[Dataset excerpts]

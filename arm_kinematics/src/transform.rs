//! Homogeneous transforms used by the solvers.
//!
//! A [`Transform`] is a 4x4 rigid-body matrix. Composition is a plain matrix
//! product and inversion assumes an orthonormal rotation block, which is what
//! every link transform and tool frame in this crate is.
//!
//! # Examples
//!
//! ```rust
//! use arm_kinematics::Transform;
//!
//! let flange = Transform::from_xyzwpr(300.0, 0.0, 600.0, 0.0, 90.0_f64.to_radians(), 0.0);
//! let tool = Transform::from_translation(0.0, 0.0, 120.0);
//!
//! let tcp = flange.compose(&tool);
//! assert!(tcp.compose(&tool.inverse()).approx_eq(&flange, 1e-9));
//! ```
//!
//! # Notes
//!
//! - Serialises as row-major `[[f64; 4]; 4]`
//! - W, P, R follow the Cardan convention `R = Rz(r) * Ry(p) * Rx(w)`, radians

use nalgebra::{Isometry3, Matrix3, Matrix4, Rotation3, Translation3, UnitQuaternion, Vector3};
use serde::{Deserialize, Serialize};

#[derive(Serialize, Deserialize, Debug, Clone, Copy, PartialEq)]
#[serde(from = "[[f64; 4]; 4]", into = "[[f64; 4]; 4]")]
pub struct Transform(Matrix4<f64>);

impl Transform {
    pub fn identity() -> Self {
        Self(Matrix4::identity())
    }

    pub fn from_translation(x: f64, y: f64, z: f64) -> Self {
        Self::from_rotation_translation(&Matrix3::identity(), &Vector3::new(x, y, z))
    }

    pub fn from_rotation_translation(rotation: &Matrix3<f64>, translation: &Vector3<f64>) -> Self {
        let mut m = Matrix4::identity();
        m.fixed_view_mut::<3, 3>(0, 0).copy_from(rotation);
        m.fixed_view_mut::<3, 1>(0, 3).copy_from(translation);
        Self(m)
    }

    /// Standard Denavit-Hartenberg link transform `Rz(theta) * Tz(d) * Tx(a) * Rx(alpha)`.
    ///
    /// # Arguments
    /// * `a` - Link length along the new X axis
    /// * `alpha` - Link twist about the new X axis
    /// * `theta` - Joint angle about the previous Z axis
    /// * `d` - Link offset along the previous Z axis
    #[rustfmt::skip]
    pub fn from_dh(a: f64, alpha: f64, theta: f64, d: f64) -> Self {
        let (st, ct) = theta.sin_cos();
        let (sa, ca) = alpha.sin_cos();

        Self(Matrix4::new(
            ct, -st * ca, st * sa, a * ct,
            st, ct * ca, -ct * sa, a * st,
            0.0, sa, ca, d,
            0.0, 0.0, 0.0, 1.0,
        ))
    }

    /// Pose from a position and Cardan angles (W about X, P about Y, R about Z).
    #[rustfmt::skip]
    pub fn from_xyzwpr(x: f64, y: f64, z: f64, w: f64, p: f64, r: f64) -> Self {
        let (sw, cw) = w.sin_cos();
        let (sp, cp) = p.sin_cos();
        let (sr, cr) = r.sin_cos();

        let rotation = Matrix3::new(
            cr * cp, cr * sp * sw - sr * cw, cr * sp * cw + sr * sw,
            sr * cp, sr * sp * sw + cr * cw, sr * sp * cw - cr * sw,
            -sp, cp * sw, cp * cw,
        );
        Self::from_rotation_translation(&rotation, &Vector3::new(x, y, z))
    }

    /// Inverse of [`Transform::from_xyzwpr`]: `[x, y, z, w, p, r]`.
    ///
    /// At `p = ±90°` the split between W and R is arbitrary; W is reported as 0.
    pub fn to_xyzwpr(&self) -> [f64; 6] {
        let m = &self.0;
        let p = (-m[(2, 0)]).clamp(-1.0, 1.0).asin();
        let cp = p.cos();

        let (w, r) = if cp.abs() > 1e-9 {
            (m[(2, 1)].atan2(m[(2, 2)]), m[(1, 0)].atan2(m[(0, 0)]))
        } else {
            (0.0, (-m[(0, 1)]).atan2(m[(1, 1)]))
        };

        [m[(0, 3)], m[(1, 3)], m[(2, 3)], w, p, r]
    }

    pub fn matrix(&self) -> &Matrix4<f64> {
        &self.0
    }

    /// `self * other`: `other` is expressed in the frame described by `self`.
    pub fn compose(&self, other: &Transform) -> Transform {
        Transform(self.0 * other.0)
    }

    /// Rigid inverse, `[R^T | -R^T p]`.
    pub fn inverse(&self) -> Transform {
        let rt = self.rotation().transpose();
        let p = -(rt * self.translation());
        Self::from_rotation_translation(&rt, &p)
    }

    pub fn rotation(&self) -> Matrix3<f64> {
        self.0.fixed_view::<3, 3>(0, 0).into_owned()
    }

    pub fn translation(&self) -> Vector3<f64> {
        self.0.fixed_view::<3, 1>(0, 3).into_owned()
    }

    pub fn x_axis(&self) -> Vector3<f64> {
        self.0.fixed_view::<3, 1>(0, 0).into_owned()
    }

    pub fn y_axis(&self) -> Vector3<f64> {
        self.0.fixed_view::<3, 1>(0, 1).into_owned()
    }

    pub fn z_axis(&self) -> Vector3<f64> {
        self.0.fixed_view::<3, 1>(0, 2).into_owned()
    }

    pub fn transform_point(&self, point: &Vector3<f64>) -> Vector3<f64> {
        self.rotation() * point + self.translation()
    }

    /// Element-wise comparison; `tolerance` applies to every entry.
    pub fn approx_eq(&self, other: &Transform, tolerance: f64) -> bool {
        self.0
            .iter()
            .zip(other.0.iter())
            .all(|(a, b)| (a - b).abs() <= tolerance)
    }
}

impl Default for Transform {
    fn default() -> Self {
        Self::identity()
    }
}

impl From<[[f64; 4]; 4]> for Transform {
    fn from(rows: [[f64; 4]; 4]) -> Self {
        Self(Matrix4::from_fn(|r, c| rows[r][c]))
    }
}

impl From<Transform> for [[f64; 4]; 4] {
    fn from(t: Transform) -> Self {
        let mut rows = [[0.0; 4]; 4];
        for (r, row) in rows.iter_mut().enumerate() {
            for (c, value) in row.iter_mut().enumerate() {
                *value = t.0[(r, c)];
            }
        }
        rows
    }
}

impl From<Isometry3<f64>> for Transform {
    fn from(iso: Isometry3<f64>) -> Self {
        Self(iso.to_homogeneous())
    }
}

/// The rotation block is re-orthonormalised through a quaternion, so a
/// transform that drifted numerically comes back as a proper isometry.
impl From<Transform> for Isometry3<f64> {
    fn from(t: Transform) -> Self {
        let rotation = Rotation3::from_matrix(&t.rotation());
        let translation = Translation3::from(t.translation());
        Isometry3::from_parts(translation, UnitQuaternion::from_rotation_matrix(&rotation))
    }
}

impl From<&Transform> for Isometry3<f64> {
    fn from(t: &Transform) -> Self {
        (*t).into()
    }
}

ASSIGNED TASK:
Reproduce each line of the records in which the string "tolerance" appears.

TASK OUTPUT:
    /// Element-wise comparison; `tolerance` applies to every entry.
    pub fn approx_eq(&self, other: &Transform, tolerance: f64) -> bool {
            .all(|(a, b)| (a - b).abs() <= tolerance)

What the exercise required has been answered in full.